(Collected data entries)
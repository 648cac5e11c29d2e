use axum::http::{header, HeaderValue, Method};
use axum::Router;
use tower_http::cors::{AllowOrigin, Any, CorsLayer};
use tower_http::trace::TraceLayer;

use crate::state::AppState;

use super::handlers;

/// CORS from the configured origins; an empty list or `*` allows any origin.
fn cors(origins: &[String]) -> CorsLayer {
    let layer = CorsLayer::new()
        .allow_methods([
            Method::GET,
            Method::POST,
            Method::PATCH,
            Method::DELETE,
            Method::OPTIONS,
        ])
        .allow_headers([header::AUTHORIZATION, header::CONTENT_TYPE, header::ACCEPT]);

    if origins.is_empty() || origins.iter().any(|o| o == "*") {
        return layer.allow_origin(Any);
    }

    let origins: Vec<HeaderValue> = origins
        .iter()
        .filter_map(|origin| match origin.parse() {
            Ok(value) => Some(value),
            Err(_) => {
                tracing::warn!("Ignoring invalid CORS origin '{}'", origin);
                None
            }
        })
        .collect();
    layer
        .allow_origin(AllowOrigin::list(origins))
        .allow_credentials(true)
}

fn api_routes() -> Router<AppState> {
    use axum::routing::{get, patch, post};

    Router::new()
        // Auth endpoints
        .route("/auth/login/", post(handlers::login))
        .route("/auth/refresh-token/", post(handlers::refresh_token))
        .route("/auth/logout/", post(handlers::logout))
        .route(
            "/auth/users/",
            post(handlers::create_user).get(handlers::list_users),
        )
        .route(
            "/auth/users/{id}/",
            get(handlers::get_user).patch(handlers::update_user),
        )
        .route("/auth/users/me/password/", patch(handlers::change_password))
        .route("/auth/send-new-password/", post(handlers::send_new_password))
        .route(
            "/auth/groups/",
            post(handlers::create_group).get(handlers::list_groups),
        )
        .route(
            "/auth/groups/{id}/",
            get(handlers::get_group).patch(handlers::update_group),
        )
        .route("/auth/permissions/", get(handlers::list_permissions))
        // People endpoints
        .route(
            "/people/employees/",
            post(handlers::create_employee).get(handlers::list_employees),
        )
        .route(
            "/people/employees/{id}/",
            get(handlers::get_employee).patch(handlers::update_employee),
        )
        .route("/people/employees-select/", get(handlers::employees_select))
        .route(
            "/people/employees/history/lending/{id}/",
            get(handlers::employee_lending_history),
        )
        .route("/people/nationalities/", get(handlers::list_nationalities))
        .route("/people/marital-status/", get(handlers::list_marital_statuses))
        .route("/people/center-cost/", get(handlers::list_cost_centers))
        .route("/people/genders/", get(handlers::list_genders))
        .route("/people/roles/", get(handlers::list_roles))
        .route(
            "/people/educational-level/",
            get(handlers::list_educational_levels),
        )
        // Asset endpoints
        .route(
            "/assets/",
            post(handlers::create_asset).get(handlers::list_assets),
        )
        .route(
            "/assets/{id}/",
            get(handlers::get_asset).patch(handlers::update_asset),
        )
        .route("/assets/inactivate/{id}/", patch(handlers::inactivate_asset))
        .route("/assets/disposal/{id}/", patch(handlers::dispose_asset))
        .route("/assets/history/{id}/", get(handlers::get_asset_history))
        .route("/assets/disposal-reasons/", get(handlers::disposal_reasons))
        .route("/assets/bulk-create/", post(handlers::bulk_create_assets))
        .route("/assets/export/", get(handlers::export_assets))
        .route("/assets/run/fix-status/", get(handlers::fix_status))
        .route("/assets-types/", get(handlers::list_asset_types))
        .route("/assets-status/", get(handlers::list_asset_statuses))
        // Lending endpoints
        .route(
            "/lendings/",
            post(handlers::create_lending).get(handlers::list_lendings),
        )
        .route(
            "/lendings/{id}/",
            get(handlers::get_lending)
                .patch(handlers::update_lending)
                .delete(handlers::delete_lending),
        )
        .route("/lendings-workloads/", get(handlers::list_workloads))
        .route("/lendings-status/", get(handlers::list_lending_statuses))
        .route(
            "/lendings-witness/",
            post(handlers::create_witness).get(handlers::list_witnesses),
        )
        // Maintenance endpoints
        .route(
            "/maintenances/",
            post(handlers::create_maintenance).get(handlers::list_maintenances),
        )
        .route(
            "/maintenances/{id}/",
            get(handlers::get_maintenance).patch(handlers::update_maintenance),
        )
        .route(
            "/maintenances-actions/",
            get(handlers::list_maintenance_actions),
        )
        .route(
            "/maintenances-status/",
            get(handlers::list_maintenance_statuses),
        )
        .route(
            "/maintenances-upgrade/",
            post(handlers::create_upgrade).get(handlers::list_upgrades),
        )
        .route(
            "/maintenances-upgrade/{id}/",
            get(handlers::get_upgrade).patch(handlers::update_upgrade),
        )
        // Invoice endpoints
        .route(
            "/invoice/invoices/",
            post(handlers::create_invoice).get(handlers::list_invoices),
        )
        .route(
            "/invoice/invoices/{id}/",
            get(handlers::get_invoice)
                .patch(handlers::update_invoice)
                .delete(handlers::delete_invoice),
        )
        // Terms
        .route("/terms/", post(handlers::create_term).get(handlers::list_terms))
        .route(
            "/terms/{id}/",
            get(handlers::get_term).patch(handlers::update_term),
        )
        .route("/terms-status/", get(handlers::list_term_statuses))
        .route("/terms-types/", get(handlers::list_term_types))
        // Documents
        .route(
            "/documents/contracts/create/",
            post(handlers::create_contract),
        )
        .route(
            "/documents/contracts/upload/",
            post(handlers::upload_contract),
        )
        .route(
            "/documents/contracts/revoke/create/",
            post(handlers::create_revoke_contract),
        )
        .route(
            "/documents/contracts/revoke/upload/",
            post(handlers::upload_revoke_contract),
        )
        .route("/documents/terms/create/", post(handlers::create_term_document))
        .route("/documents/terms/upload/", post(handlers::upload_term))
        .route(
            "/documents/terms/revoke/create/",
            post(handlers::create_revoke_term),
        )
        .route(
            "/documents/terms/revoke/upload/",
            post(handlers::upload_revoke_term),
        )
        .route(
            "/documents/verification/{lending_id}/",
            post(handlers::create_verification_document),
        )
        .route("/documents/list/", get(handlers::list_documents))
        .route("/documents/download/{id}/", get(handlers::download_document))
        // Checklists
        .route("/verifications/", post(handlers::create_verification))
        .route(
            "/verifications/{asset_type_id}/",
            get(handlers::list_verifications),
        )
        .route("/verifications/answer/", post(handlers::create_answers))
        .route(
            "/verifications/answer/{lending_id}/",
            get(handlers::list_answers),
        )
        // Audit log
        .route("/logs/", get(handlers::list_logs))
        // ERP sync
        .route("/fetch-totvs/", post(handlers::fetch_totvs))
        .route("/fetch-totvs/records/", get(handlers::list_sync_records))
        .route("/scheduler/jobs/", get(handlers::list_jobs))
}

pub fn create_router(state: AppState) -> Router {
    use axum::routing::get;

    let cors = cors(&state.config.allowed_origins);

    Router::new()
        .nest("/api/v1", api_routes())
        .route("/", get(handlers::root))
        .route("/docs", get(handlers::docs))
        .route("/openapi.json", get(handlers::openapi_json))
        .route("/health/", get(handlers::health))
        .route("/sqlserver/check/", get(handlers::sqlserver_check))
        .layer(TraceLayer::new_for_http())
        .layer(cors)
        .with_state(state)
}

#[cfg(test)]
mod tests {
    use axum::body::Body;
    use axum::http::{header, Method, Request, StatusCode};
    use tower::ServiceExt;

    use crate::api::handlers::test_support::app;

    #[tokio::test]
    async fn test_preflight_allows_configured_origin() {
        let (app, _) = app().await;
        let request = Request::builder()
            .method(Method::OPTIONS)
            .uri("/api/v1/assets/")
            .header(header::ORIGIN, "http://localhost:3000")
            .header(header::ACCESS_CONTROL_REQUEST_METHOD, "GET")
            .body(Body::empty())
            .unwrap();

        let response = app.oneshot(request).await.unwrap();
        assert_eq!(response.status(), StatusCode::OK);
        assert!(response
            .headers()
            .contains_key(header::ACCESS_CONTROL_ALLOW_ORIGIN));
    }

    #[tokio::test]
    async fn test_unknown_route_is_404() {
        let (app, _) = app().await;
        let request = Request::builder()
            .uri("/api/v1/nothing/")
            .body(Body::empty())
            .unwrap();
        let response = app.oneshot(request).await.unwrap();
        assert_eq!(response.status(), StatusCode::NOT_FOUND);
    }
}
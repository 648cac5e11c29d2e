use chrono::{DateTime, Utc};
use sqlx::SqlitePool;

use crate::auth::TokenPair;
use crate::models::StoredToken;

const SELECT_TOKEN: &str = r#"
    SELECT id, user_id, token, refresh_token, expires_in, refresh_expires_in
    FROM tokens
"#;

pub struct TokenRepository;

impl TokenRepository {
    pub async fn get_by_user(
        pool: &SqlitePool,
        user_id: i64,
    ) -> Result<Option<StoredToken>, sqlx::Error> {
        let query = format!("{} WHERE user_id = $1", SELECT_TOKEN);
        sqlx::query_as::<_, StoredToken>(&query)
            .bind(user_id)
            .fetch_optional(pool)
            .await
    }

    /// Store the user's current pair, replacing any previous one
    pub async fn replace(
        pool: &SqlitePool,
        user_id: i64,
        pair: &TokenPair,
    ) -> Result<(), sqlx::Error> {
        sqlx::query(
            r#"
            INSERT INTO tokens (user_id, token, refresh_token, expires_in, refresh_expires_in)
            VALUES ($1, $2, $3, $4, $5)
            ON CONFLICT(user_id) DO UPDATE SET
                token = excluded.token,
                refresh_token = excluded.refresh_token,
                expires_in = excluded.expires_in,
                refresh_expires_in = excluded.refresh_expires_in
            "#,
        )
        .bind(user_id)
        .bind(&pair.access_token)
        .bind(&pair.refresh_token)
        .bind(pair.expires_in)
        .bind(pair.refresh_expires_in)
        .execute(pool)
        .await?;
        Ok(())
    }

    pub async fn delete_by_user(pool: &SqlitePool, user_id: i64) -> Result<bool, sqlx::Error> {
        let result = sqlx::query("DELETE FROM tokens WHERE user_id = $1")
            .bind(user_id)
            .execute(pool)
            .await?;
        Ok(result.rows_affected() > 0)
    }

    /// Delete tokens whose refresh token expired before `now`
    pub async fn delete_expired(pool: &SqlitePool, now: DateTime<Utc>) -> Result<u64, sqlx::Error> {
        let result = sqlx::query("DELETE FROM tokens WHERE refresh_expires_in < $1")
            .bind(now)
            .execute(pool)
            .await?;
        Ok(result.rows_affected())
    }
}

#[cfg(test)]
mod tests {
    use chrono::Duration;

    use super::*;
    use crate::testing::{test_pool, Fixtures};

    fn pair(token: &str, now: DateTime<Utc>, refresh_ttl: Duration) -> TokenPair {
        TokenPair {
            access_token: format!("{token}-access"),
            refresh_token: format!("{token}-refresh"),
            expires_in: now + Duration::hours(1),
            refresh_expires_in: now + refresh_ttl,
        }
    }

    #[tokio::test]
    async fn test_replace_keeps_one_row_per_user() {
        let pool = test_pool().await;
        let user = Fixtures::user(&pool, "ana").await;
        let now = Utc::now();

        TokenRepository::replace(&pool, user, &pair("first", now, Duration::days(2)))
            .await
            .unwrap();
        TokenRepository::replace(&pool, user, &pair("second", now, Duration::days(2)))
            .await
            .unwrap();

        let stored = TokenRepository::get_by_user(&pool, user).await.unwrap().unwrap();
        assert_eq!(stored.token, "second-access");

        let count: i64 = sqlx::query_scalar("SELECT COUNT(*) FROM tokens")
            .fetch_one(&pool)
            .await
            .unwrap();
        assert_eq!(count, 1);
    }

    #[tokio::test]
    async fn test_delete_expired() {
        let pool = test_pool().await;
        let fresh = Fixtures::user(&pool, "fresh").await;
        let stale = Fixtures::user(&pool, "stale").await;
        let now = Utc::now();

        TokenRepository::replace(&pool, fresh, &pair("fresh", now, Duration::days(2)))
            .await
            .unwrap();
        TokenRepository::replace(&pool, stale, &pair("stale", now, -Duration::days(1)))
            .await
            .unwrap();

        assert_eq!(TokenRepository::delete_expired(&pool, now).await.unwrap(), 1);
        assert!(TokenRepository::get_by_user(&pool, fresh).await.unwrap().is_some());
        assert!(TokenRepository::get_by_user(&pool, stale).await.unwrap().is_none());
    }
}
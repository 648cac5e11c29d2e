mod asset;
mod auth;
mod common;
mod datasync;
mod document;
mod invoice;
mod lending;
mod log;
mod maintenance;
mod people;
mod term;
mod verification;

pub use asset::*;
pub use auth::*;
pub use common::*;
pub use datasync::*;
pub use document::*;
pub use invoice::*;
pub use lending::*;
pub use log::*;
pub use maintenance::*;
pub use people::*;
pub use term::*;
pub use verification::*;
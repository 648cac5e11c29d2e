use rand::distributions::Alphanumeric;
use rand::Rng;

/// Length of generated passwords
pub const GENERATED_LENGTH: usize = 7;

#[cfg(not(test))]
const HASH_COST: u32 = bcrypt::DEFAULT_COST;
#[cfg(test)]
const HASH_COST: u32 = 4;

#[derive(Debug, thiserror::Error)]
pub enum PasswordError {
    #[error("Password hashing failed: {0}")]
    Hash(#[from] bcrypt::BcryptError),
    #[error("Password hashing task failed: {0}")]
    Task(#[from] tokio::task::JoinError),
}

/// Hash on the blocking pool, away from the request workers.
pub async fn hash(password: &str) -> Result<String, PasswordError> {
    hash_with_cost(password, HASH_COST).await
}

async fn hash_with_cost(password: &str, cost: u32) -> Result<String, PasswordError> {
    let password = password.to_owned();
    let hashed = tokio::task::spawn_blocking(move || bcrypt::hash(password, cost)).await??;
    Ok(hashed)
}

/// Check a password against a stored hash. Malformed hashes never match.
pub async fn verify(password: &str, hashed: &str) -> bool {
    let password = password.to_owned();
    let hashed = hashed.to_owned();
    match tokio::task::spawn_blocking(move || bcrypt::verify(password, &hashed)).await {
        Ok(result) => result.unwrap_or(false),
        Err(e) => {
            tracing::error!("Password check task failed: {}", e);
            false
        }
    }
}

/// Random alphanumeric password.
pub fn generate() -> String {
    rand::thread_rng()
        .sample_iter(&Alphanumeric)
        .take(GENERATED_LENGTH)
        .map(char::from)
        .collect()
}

_ABOUT THIS EXERCISE_. Keep only those lines of the records that hold "StatusCode", and return them.

_SOLUTION TO THIS PROBLEM_.
    use axum::http::{header, Method, Request, StatusCode};
        assert_eq!(response.status(), StatusCode::OK);
        assert_eq!(response.status(), StatusCode::NOT_FOUND);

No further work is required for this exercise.